Quite clearly they are underestimating the creativity of United States citizens who understand the power and history of the American System of political economy.

Patriots nationwide have already begun the process of discussing how to mobilize our economy by setting missions and goals for science, industry and infrastructure. My previous articles available on my Facebook wall and notes are a detailed discussion of how Alaska can participate in this process.

What must be recognized is that the institutes and foundations historically associated with financial cartels promote an ideology based on teaching that there is no purpose to human life, there can be no mission for mankind, and there is no divine spark of creativity that allows for the individual to make a contribution to civilization.
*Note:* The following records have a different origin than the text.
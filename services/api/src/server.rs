use crate::cli::ServeArgs;
use crate::infra::{build_api, AppState};
use crate::routes::with_platform_routes;
use axum::Extension;
use axum_prometheus::PrometheusMetricLayer;
use signal_risk::config::AppConfig;
use signal_risk::error::AppError;
use signal_risk::telemetry;
use std::sync::atomic::Ordering;
use std::sync::Arc;
use tracing::info;

pub(crate) async fn run(mut args: ServeArgs) -> Result<(), AppError> {
    let mut config = AppConfig::load()?;

    if let Some(host) = args.host.take() {
        config.server.host = host;
    }
    if let Some(port) = args.port.take() {
        config.server.port = port;
    }

    telemetry::init(&config.telemetry)?;

    let (prometheus_layer, prometheus_handle) = PrometheusMetricLayer::pair();
    let readiness_flag = Arc::new(std::sync::atomic::AtomicBool::new(false));
    let app_state = AppState {
        readiness: readiness_flag.clone(),
        metrics: Arc::new(prometheus_handle),
    };

    let api = build_api(&config.engine)?;

    let app = with_platform_routes(api)
        .layer(Extension(app_state))
        .layer(prometheus_layer);

    let addr = config.server.socket_addr()?;
    let listener = tokio::net::TcpListener::bind(addr).await?;
    readiness_flag.store(true, Ordering::Release);

    info!(
        ?config.environment,
        %addr,
        alert_endpoint = config.engine.alert_endpoint.as_deref().unwrap_or("none"),
        "risk scoring service ready"
    );

    axum::serve(listener, app).await?;
    Ok(())
}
Patriots of our nation know that this ideology is nothing but arbitrary insanity based on an economic model that causes misery and death for human beings. The United States and our Constitution are clearly based on progress, growth and an optimistic spirit. This revolutionary spirit still burns in the hearts of our citizens and guides us toward a mission for the advancement of civilization.
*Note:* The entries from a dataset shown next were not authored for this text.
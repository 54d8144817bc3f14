//! Multi-source signal aggregation and risk scoring.
//!
//! Heterogeneous, independently unreliable signals are acquired per subject,
//! substituted with deterministic fallbacks when unavailable, combined into a
//! bounded score, classified into a severity tier, and turned into
//! recommendations and alerts.

pub mod config;
pub mod engine;
pub mod error;
pub mod telemetry;
pub mod workflows;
As Alaskans, the current worldwide economic collapse, caused by a self-destructive financial cartel, is a signal that now is the time to clearly identify Alaska’s mission for the future. My hope is that my Facebook readers will become the future leadership of our state, and our nation, and will act on my suggestions for Alaska’s mission for an emergency employment mobilization.

This mobilization first and foremost must be based on recognizing that the primary fight is over the 1933 Glass Steagall Act. Re-passing this act is the only possible solution for extracting the self-destructive gambling and speculation of derivatives out of our commercial banking system. Only then can we stop cutting budgets and rebuild our tax revenue base through new employment because we will have restored financial credit for physical productivity.

But even if our nation’s credit mechanism is restored overnight we will still be left with no identified goals that can be used to restore our technology and infrastructure. This is the reason state and federal goal setting for science and infrastructure must be part of our employment mobilization.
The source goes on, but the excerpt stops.